| WHAT THE TASK ASKS |
Take each line of the records below that contains the string "cube" and copy it.

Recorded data
========

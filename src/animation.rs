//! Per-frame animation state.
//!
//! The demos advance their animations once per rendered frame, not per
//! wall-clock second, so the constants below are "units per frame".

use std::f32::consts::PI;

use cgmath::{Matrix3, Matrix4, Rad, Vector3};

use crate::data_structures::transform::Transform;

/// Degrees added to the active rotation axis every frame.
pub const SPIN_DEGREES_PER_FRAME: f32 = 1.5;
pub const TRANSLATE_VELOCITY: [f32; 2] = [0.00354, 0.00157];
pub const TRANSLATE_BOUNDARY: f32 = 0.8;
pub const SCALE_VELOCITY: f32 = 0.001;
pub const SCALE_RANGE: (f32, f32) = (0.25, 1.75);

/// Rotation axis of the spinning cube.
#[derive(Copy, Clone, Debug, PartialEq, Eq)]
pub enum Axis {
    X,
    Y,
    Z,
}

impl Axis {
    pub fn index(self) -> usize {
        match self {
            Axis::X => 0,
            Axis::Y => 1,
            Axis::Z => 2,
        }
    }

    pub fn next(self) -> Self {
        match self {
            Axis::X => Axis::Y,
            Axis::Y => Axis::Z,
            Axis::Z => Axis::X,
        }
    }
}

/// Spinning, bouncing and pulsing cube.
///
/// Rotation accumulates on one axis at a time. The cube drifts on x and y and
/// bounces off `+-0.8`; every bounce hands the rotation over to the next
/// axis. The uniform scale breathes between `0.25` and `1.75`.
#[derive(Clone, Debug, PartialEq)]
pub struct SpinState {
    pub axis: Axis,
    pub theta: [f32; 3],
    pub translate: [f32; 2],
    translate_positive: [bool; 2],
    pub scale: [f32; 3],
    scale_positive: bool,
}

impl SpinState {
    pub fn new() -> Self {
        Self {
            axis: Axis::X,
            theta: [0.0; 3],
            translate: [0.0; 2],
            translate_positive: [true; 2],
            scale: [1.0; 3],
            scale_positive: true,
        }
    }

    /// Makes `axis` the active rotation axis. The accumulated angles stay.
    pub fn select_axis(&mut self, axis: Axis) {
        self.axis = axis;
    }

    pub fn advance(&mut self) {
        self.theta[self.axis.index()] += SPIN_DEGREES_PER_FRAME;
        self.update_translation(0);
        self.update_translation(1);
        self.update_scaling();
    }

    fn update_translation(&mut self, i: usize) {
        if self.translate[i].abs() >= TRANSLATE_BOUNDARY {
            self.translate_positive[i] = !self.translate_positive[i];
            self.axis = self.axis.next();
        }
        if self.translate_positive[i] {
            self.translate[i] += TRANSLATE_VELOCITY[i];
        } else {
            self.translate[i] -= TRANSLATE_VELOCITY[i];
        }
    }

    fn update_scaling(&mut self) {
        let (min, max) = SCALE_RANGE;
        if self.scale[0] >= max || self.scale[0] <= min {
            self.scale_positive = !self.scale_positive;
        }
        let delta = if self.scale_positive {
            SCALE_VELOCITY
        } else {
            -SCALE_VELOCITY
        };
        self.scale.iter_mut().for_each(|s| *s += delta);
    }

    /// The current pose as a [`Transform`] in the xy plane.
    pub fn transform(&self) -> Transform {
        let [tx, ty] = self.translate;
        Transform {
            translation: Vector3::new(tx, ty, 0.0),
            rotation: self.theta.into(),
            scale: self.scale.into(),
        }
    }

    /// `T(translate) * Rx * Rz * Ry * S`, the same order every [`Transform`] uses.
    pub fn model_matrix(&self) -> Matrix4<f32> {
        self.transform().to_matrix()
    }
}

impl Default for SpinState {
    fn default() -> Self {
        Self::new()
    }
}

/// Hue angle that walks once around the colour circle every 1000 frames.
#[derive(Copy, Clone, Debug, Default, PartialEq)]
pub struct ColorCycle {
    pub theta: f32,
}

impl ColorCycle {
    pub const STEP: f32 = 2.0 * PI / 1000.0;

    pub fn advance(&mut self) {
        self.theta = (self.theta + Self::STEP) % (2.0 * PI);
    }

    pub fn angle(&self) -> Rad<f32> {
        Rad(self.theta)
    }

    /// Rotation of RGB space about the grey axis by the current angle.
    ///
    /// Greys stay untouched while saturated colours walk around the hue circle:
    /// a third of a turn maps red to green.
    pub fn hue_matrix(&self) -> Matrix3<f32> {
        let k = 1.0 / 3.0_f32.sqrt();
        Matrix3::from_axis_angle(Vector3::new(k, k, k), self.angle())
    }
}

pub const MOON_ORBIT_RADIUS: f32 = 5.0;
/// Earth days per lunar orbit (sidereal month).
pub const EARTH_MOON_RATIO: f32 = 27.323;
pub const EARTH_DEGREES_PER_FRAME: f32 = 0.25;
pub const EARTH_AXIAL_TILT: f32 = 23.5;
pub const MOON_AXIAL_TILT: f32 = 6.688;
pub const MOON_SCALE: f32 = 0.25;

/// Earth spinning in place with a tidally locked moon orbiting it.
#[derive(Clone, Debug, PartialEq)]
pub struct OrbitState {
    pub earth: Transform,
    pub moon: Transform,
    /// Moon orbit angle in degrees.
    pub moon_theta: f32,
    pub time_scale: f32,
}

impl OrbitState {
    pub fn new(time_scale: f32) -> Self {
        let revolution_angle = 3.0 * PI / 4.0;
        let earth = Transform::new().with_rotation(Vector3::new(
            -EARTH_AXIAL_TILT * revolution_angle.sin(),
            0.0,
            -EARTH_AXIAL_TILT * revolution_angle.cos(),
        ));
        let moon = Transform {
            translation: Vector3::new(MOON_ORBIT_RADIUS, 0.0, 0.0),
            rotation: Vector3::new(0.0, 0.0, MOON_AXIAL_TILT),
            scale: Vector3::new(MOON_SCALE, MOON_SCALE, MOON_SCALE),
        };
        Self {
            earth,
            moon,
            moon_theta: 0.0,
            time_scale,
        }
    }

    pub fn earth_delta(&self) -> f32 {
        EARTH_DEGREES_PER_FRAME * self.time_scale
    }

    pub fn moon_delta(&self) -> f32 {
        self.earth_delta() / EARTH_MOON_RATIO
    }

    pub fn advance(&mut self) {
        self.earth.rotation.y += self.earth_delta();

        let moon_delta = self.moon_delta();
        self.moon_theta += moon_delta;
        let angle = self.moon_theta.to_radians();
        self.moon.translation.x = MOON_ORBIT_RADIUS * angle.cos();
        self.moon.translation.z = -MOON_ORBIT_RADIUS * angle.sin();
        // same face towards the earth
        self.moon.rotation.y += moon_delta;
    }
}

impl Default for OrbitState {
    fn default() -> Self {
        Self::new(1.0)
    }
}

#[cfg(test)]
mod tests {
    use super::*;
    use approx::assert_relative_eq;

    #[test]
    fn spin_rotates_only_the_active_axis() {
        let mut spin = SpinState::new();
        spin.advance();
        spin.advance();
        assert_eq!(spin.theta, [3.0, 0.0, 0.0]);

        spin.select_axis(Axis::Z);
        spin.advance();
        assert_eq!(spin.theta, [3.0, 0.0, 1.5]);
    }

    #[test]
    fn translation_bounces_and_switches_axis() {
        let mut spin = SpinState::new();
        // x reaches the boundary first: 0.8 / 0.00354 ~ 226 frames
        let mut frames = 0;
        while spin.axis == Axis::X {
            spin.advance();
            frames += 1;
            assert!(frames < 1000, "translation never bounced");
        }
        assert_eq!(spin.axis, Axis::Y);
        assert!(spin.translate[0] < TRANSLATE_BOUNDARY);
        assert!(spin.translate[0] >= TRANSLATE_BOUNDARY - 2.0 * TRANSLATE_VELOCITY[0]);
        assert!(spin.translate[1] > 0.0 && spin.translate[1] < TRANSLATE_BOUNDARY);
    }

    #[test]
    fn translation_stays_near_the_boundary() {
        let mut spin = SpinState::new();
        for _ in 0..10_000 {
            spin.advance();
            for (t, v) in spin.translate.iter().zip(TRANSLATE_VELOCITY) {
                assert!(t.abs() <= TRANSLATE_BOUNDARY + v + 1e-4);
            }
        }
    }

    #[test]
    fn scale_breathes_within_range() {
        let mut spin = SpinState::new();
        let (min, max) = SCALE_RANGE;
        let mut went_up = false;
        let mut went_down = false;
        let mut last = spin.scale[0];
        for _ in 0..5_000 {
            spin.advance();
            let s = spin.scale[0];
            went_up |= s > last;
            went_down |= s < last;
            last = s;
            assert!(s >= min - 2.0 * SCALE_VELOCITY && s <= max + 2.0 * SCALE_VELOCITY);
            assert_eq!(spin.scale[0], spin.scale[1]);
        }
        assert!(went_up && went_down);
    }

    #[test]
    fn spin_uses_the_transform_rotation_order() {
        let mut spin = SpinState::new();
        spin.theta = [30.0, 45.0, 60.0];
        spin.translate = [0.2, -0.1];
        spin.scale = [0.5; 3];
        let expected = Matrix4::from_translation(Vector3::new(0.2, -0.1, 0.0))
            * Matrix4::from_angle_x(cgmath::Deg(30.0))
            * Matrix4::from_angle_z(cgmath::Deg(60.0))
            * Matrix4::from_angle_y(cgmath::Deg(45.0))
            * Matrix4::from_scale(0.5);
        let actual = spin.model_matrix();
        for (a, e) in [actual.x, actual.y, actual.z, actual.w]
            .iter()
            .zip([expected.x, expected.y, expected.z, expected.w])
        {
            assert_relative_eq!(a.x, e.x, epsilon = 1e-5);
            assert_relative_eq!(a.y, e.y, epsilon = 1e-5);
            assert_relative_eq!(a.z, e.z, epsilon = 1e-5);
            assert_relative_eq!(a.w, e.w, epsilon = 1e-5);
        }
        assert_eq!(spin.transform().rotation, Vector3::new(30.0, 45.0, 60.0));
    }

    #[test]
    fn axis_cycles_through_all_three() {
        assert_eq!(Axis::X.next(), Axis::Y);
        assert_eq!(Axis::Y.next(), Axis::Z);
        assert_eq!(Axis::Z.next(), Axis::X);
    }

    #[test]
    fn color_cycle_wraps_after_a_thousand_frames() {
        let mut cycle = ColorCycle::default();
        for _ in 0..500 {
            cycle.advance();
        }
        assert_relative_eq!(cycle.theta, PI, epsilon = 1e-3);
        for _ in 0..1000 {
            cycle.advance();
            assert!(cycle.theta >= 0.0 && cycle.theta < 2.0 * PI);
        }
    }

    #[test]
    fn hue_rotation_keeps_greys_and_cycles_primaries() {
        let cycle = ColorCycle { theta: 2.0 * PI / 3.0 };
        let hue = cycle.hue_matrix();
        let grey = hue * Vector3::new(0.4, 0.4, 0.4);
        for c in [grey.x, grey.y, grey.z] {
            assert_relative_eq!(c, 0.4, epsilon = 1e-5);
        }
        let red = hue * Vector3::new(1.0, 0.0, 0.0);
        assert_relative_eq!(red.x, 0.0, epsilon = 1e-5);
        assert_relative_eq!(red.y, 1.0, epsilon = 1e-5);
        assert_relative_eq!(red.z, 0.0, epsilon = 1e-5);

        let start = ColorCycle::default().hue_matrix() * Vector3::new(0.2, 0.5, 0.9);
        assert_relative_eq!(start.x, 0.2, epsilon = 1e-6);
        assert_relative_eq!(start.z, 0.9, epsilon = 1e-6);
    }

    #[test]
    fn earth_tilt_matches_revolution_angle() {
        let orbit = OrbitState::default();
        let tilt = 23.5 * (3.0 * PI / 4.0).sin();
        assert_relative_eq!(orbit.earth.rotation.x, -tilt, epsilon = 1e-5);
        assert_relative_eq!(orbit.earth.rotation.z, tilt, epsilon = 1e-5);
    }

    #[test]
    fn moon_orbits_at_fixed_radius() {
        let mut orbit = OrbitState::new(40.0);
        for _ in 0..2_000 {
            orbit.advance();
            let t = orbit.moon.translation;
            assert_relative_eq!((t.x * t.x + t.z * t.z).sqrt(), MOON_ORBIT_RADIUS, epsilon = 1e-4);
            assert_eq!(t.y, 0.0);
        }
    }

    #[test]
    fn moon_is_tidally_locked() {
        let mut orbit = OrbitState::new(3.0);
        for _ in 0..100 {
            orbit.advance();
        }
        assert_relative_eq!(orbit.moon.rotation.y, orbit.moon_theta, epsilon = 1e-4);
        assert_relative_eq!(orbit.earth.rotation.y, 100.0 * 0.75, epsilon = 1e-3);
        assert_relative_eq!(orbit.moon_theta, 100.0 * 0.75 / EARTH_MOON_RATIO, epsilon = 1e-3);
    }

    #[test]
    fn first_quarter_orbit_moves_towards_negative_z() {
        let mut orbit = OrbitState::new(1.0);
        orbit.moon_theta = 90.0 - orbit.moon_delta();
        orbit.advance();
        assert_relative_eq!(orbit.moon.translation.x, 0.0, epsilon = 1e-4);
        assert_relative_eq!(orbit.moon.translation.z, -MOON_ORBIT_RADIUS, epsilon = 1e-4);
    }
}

========

| ANSWER TO THIS PROBLEM |
/// Rotation axis of the spinning cube.
/// Spinning, bouncing and pulsing cube.
/// Rotation accumulates on one axis at a time. The cube drifts on x and y and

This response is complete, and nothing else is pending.